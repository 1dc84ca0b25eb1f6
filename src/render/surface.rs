use crate::{foundation::error::KinetypeResult, script::model::Token};

/// Opaque handle to a host-side visual element.
#[derive(
    Clone, Copy, Debug, PartialEq, Eq, PartialOrd, Ord, Hash, serde::Serialize, serde::Deserialize,
)]
pub struct ElementHandle(pub u64);

/// Host viewport the stream positions its words in.
///
/// Every call may fail. The stream treats failures as degraded visuals, never as a reason
/// to stop advancing.
pub trait RenderSurface {
    /// Current stage width in pixels. Queried every frame and on every activation.
    fn stage_width(&self) -> KinetypeResult<f64>;

    /// Create the element for `token`, with all character slots present but hidden.
    fn create_element(&mut self, token: &Token) -> KinetypeResult<ElementHandle>;

    /// Make character slot `slot` visible.
    fn reveal_char(&mut self, handle: ElementHandle, slot: usize) -> KinetypeResult<()>;

    fn set_position(&mut self, handle: ElementHandle, x: f64) -> KinetypeResult<()>;

    fn set_filter(&mut self, handle: ElementHandle, blur_px: f64) -> KinetypeResult<()>;

    fn set_opacity(&mut self, handle: ElementHandle, opacity: f64) -> KinetypeResult<()>;

    fn destroy(&mut self, handle: ElementHandle) -> KinetypeResult<()>;

    /// Fade out the whole presentation once the stream completes.
    fn fade_out(&mut self) -> KinetypeResult<()>;

    /// Reveal the decorative guide lines. Hosts without guides can ignore it.
    fn show_guides(&mut self) -> KinetypeResult<()> {
        Ok(())
    }
}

::::::::

[WHAT YOU SHOULD DO]
Copy the records exactly, keeping every word in place.

[ANSWER AREA]
repository 1dc84ca0b25eb1f6
filename src/render/surface.rs
use crate::{foundation::error::KinetypeResult, script::model::Token};

/// Opaque handle to a host-side visual element.
#[derive(
    Clone, Copy, Debug, PartialEq, Eq, PartialOrd, Ord, Hash, serde::Serialize, serde::Deserialize,
)]
pub struct ElementHandle(pub u64);

/// Host viewport the stream positions its words in.
///
/// Every call may fail. The stream treats failures as degraded visuals, never as a reason
/// to stop advancing.
pub trait RenderSurface {
    /// Current stage width in pixels. Queried every frame and on every activation.
    fn stage_width(&self) -> KinetypeResult<f64>;

    /// Create the element for `token`, with all character slots present but hidden.
    fn create_element(&mut self, token: &Token) -> KinetypeResult<ElementHandle>;

    /// Make character slot `slot` visible.
    fn reveal_char(&mut self, handle: ElementHandle, slot: usize) -> KinetypeResult<()>;

    fn set_position(&mut self, handle: ElementHandle, x: f64) -> KinetypeResult<()>;

    fn set_filter(&mut self, handle: ElementHandle, blur_px: f64) -> KinetypeResult<()>;

    fn set_opacity(&mut self, handle: ElementHandle, opacity: f64) -> KinetypeResult<()>;

    fn destroy(&mut self, handle: ElementHandle) -> KinetypeResult<()>;

    /// Fade out the whole presentation once the stream completes.
    fn fade_out(&mut self) -> KinetypeResult<()>;

    /// Reveal the decorative guide lines. Hosts without guides can ignore it.
    fn show_guides(&mut self) -> KinetypeResult<()> {
        Ok(())
    }
}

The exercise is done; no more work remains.